* [Records to process]
--- START ---

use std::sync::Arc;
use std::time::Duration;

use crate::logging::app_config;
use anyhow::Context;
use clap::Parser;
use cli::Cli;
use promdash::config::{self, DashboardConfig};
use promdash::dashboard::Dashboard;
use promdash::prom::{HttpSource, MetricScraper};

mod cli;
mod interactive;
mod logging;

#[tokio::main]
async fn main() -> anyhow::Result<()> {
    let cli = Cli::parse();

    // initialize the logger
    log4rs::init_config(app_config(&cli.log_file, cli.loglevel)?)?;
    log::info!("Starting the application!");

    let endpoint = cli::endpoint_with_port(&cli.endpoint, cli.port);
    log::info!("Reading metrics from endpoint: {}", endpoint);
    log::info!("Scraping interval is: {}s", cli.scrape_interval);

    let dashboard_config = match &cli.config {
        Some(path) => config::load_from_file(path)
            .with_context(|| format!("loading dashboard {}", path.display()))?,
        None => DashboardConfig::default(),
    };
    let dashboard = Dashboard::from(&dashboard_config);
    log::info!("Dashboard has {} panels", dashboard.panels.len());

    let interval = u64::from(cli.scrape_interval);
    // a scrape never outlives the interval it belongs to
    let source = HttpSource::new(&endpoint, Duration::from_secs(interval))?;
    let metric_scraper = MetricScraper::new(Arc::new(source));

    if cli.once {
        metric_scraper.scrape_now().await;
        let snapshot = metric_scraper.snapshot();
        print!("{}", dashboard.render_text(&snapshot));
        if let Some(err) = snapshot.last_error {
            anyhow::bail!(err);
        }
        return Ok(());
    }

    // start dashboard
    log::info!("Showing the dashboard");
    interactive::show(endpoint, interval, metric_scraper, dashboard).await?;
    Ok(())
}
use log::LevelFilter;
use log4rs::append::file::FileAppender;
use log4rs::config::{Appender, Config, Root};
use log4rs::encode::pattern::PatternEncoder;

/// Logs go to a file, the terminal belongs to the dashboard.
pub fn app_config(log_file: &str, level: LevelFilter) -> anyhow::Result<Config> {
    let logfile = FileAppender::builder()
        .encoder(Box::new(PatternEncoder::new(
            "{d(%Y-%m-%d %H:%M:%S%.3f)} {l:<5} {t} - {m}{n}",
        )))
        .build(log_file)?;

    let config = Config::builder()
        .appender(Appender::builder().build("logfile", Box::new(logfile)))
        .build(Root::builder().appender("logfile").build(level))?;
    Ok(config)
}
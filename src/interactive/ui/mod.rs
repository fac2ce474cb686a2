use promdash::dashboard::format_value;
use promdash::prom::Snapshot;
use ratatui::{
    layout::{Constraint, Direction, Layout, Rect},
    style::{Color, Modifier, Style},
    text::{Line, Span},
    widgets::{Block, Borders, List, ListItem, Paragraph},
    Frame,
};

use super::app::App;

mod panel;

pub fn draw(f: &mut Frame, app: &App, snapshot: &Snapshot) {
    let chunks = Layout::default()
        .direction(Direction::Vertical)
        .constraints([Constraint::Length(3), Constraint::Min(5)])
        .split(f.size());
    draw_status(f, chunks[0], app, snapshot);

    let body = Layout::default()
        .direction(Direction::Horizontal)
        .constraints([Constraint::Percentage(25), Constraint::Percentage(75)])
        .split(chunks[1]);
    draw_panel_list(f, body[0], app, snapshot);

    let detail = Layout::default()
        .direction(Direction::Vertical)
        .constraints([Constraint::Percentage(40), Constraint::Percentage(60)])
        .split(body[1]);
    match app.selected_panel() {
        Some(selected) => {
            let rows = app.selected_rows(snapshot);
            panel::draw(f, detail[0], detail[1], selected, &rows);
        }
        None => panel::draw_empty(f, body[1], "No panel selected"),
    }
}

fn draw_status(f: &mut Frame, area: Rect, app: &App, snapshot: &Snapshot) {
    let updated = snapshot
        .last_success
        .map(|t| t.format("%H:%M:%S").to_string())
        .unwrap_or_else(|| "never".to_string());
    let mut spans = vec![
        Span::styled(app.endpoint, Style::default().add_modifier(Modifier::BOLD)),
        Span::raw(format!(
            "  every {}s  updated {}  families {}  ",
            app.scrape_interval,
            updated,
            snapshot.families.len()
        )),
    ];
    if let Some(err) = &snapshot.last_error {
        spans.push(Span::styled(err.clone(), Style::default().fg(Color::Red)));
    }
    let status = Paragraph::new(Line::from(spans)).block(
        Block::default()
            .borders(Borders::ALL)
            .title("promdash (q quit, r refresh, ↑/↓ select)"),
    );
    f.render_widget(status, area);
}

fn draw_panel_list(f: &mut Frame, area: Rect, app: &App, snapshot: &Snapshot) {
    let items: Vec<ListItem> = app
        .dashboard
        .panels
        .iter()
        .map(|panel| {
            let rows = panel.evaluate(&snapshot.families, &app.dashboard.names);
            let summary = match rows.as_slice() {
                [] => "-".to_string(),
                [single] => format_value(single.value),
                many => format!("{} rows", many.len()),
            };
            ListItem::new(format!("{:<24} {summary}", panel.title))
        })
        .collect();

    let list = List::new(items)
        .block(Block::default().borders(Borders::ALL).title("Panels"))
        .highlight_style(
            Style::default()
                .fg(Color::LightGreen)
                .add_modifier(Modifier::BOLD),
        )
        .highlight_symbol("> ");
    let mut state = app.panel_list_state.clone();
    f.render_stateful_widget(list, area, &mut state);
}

--- END ---
--- START ---

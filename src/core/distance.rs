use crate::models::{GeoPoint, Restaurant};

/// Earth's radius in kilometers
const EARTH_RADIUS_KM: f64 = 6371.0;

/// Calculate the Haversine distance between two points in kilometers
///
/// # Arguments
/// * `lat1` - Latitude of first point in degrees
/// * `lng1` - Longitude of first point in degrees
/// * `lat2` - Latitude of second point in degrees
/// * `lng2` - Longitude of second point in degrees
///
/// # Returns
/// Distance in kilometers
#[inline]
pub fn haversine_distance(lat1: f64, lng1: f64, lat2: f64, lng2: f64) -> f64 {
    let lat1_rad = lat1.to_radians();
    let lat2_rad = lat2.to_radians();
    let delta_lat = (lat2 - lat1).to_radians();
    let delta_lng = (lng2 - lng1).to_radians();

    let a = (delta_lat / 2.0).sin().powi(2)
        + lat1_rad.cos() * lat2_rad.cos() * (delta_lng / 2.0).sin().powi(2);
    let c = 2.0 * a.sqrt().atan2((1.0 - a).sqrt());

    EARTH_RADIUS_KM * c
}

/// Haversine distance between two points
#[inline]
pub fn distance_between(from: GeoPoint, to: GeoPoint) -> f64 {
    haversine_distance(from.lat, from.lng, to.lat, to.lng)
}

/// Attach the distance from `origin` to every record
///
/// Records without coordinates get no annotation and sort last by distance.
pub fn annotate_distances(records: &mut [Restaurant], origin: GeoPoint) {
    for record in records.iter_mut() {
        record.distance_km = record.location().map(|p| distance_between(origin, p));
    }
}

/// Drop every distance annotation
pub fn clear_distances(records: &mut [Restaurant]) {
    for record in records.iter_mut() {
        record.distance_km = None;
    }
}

--- END ---
--- START ---

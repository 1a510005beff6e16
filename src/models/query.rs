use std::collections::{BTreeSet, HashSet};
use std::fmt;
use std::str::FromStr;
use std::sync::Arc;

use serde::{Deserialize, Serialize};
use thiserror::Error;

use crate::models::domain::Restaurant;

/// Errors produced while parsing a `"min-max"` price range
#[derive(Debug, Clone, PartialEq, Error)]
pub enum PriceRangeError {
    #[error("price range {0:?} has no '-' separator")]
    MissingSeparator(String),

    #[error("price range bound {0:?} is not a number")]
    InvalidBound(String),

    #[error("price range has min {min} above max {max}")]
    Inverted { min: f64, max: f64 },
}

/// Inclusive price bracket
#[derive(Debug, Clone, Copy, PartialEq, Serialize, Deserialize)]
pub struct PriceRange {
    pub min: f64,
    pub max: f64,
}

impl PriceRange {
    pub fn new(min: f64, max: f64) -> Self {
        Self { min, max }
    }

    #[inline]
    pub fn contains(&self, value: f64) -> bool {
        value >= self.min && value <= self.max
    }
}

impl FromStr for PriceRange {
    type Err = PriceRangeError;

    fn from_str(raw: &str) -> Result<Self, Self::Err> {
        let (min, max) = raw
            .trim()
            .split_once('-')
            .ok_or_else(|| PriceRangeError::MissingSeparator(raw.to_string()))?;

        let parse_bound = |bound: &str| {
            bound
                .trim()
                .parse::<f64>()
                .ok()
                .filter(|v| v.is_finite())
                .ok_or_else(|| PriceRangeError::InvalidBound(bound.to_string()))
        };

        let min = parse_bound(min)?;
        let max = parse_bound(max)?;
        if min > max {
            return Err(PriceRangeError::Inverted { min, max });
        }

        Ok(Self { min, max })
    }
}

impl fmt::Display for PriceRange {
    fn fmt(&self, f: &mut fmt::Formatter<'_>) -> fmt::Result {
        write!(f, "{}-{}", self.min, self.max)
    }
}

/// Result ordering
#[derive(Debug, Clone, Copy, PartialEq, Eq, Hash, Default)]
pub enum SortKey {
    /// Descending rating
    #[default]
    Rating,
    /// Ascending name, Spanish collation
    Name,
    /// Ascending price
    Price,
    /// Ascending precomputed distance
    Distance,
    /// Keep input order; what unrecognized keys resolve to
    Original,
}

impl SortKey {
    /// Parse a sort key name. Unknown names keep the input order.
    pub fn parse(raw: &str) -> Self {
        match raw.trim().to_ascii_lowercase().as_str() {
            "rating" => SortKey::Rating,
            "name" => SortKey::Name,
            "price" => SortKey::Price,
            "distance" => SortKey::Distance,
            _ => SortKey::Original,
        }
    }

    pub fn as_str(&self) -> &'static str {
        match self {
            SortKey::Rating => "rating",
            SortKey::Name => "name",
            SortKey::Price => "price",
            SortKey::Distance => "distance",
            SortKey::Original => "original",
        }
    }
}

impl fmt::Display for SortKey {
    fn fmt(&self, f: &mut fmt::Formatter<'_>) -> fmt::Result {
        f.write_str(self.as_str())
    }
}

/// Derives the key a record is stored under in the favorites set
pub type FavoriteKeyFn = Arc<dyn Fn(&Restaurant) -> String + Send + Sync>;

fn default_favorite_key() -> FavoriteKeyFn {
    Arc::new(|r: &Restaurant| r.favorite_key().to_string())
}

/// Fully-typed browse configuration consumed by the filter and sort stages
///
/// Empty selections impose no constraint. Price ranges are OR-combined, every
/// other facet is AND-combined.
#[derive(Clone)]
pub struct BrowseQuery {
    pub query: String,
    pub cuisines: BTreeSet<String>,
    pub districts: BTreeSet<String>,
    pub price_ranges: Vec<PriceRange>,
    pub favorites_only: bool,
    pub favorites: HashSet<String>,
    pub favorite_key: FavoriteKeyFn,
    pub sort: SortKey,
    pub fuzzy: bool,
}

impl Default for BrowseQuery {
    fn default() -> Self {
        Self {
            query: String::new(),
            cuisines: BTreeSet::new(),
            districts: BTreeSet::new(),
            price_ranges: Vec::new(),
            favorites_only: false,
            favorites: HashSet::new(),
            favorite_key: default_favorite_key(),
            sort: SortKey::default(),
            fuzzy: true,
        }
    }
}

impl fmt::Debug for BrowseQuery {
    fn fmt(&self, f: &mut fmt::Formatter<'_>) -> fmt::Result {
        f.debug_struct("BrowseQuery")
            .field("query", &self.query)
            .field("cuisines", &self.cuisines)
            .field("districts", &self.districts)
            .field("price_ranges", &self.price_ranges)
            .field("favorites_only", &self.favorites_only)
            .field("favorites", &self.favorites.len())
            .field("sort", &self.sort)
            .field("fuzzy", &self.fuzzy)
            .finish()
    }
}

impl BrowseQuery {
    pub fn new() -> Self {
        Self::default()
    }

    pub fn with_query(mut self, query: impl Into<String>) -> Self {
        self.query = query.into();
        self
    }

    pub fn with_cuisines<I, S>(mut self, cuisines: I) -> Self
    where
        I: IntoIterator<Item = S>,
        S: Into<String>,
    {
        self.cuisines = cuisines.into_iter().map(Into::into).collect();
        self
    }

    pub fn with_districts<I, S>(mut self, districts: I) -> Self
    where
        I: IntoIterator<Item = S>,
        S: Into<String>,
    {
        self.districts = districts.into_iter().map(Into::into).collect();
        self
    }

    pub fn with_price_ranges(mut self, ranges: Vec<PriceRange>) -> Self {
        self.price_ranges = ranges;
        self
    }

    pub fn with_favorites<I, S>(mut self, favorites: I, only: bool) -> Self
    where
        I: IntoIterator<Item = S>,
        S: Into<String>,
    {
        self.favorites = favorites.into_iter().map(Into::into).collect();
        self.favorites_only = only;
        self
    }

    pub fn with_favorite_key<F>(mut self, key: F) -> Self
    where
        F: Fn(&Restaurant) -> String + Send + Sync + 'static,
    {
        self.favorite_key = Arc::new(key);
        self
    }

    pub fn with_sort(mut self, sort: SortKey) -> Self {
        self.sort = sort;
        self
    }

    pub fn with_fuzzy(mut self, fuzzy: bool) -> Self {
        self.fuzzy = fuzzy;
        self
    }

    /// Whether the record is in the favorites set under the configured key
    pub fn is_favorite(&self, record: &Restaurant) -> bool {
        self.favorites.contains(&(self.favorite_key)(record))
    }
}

--- END ---

* [Brief] Filter the lines above, keeping each one that contains the string "trim".

* [Solution to the exercise]
            .trim()
                .trim()
        match raw.trim().to_ascii_lowercase().as_str() {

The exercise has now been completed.